Groundbreaking trial could speed path to personalised medicine

by | 17th Mar 2010 | News

Huge excitement has greeted the launch of an innovative clinical trial model which will test several investigational breast cancer drugs at the same time from a number of different pharmaceutical companies.

Huge excitement has greeted the launch of an innovative clinical trial model which will test several investigational breast cancer drugs at the same time from a number of different pharmaceutical companies.

The Biomarkers Consortium, a public-private partnership whose 50 members includes the US Food and Drug Administration, the National Institutes of Health and major drugmakers, has launched a trial that uses biomarkers from individual patients’ tumours to screen promising new treatments. The I-SPY 2 study will see all patients (about 800) receive the current standard of care and most will also get receive one investigational drug.

The most striking feature of the trial is that it will screen “multiple drugs from multiple companies”, up to 12 different ones over the course of the trial. The Consortium notes that the FDA will allows the I-SPY 2 team to “graduate, drop and add drugs seamlessly” without having to stop the trial to write a whole new protocol. “This will dramatically reduce the time it takes to move from one drug to another in the trial,” it claims, and therefore increase its safety.

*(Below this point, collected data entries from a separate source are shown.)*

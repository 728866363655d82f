//! Build pipeline.
//!
//! Runs the phases in order and stops at the first failure; no partial graph
//! is ever returned.
//!
//! ```text
//! rows → CollationLoader → GraphBuilder → CurvatureAssigner → AdjacencyIndexer → GraphModel
//! ```

use std::path::Path;

use crate::adjacency::AdjacencyIndexer;
use crate::builder::GraphBuilder;
use crate::config::{ConfigError, GraphConfig};
use crate::curvature::CurvatureAssigner;
use crate::graph::{GraphModel, IntegrityError};
use crate::loader::{CollationLoader, LoadError};
use crate::source::{self, SourceError};

/// Error type for building a graph.
#[derive(Debug, thiserror::Error)]
pub enum BuildError {
    /// Invalid configuration.
    #[error("Config error: {0}")]
    Config(#[from] ConfigError),
    /// Input could not be read.
    #[error("Load failure: {0}")]
    Source(#[from] SourceError),
    /// Rows do not form a rectangular collation.
    #[error("Shape failure: {0}")]
    Shape(#[from] LoadError),
    /// The graph is internally inconsistent.
    #[error("Integrity failure: {0}")]
    Integrity(#[from] IntegrityError),
}

/// Runs load → build → curvature → adjacency with one config.
#[derive(Debug, Clone)]
pub struct Pipeline {
    config: GraphConfig,
}

impl Pipeline {
    /// Create a pipeline, validating `config`.
    pub fn new(config: GraphConfig) -> Result<Self, BuildError> {
        config.validate()?;
        Ok(Self { config })
    }

    /// The config in use.
    pub fn config(&self) -> &GraphConfig {
        &self.config
    }

    /// Build from a delimited file.
    pub fn build_file(&self, path: impl AsRef<Path>) -> Result<GraphModel, BuildError> {
        let rows = source::read_rows(path, self.config.delimiter)?;
        self.build_rows(rows)
    }

    /// Build from delimited text.
    pub fn build_text(&self, text: &str) -> Result<GraphModel, BuildError> {
        let rows = source::parse_delimited(text, self.config.delimiter)?;
        self.build_rows(rows)
    }

    /// Build from rows of strings.
    pub fn build_rows<R, S>(&self, rows: R) -> Result<GraphModel, BuildError>
    where
        R: IntoIterator,
        R::Item: IntoIterator<Item = S>,
        S: Into<String>,
    {
        let span = tracing::info_span!("build_graph", identity = %self.config.identity);
        let _enter = span.enter();

        let collation = CollationLoader::new(&self.config).load(rows)?;
        let built = GraphBuilder::new(self.config.identity).build(&collation)?;
        let curved = CurvatureAssigner::new(&self.config.curvature).assign(built);
        let model = AdjacencyIndexer::new().index(curved)?;
        model.check_adjacency()?;

        let stats = model.curvature_stats();
        tracing::info!(
            witnesses = collation.witnesses.len(),
            levels = collation.level_count(),
            nodes = model.node_count(),
            links = model.link_count(),
            self_loop_groups = stats.self_loop_groups,
            parallel_groups = stats.parallel_groups,
            collisions = model.collisions().len(),
            "collation graph ready"
        );

        Ok(model)
    }
}

#[cfg(test)]
mod tests {
    use super::*;

    #[test]
    fn test_invalid_config_rejected() {
        let mut config = GraphConfig::default();
        config.palette.clear();
        assert!(matches!(Pipeline::new(config), Err(BuildError::Config(_))));
    }

    #[test]
    fn test_build_text_with_custom_delimiter() {
        let pipeline = Pipeline::new(GraphConfig::default().with_delimiter(';')).unwrap();
        let model = pipeline.build_text("W1;a;b\nW2;a;c\n").unwrap();

        assert_eq!(model.node_count(), 3);
        assert_eq!(model.link_count(), 2);
        assert_eq!(model.sigla(), &["W1".to_string(), "W2".to_string()]);
    }

    #[test]
    fn test_ragged_text_is_shape_failure() {
        let pipeline = Pipeline::new(GraphConfig::default()).unwrap();
        let err = pipeline.build_text("W1,a,b\nW2,a\n").unwrap_err();
        assert!(matches!(err, BuildError::Shape(LoadError::RaggedRow { row: 1, .. })));
    }

    #[test]
    fn test_missing_file_is_load_failure() {
        let pipeline = Pipeline::new(GraphConfig::default()).unwrap();
        let err = pipeline.build_file("/nonexistent/collation.csv").unwrap_err();
        assert!(matches!(err, BuildError::Source(SourceError::Io { .. })));
    }
}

Five candidates currently in development have already been selected and will be donated by the companies “with each agent representing a different drug class or type of chemical mechanism”. They are Abbott Laboratories’ ABT-888 (veliparib), a PARP inhibitor, two Amgen drugs – AMG 655 (conatumumab), an APO/TRAIL inhibitor and AMG 386, an angiogenesis inhibitor – and two from Pfizer; CP-751,871 (figitumumab), an IGFR inhibitor and HKI-272 (neratinib), a Pan ErbB inhibitor.

The Consortium added that a goal of I-SPY 2 “is to shave several years and hundreds of millions of dollars off the current process”, which takes over $1 billion, 12 to 15 years, and thousands of patients to get a single drug to market.

I-SPY 2 is expected to cost approximately $26 million over five years and the cash will come from a variety of sources. The supermarket giant Safeway “has stepped up as a significant seed funder”, the Consortium notes, and “major foundational investment” has also been secured from Johnson & Johnson. The project is being developed in part with funds from Roche’s Genentech and Eli Lilly.

Janet Woodcock, director of the FDA’s Center for Drug Evaluation and Research, said that “developing individualised medicines needs a solution bigger than any one group can generate”. She added that the Consortium is “a model for the future”.